| Available data |
——
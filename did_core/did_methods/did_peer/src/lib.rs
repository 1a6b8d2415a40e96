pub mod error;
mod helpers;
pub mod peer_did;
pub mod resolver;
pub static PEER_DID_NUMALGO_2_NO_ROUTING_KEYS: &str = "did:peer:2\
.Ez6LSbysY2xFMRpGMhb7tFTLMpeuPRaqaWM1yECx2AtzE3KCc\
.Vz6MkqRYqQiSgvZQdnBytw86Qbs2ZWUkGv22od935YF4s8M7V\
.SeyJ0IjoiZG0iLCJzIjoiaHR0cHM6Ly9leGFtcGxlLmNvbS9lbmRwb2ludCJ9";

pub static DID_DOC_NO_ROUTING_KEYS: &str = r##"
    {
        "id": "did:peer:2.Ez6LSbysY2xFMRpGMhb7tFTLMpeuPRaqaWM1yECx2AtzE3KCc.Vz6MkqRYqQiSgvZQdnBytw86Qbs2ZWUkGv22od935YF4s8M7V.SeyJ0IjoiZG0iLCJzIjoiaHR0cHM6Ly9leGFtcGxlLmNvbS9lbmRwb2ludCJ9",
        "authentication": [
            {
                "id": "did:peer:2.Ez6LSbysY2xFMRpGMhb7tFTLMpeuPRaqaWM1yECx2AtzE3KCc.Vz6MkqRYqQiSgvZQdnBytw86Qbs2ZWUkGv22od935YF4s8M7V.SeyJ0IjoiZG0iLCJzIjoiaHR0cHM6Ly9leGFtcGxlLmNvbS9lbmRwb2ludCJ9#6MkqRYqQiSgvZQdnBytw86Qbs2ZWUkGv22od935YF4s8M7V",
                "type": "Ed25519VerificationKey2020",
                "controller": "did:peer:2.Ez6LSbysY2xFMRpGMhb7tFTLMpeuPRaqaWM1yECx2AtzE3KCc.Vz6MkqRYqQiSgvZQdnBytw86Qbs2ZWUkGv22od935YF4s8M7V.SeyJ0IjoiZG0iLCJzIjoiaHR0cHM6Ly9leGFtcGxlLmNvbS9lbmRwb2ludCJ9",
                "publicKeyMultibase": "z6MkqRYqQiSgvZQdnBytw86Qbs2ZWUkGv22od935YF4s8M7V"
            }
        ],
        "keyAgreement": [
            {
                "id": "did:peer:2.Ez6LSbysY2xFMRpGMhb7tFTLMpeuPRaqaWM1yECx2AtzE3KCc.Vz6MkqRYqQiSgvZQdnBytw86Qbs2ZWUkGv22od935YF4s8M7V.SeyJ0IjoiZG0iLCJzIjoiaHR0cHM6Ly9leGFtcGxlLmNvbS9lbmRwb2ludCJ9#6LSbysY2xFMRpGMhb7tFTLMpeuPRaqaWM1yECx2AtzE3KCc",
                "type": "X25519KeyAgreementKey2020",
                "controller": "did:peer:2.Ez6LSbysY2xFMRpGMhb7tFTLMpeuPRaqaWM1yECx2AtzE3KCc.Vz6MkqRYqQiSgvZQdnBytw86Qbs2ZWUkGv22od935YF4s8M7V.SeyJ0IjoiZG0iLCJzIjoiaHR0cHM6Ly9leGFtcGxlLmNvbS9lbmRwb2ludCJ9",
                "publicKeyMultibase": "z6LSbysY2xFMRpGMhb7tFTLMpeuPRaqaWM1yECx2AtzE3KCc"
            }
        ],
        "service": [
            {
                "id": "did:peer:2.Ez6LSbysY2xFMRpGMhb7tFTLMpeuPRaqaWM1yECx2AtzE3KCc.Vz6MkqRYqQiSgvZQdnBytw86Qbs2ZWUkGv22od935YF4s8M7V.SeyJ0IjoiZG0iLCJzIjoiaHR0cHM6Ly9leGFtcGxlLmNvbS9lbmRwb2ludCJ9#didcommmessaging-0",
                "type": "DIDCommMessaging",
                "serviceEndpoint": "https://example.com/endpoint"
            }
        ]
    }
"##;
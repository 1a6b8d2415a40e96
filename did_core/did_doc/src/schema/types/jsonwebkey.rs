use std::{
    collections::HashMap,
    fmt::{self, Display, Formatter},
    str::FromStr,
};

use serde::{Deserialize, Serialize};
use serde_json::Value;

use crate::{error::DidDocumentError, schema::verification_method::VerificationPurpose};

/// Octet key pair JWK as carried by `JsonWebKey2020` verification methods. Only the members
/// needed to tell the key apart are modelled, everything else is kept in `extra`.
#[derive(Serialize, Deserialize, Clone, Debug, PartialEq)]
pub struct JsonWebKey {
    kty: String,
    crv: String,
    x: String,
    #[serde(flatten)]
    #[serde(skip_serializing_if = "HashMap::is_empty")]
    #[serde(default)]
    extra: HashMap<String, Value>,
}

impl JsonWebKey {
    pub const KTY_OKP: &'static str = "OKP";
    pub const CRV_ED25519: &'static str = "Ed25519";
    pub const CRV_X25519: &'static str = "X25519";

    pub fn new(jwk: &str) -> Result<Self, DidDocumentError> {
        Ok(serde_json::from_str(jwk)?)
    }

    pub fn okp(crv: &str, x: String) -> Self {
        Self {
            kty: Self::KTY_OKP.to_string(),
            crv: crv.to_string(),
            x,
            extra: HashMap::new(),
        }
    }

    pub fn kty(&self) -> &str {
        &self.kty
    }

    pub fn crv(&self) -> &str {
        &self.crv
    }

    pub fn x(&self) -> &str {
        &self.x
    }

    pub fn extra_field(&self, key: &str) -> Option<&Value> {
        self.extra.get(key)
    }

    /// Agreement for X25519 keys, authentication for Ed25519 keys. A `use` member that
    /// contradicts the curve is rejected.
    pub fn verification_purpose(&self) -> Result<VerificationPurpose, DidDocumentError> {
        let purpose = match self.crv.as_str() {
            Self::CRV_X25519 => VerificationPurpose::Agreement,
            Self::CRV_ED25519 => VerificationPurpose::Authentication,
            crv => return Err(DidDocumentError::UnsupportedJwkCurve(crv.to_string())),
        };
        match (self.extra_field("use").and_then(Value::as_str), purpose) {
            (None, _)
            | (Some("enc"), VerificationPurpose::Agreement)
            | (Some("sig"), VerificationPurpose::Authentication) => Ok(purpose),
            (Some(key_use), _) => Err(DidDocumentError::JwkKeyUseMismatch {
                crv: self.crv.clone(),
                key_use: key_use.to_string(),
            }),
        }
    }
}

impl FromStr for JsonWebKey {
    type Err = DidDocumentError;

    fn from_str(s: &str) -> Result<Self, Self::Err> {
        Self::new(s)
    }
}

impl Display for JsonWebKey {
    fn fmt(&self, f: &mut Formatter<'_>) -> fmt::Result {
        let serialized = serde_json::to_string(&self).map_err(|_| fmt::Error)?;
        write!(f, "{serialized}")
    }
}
——
| Exercise prompt |
All lines in the preceding records that hold the word "Display" need to be copied.

| Output for this exercise |
    fmt::{self, Display, Formatter},
impl Display for JsonWebKey {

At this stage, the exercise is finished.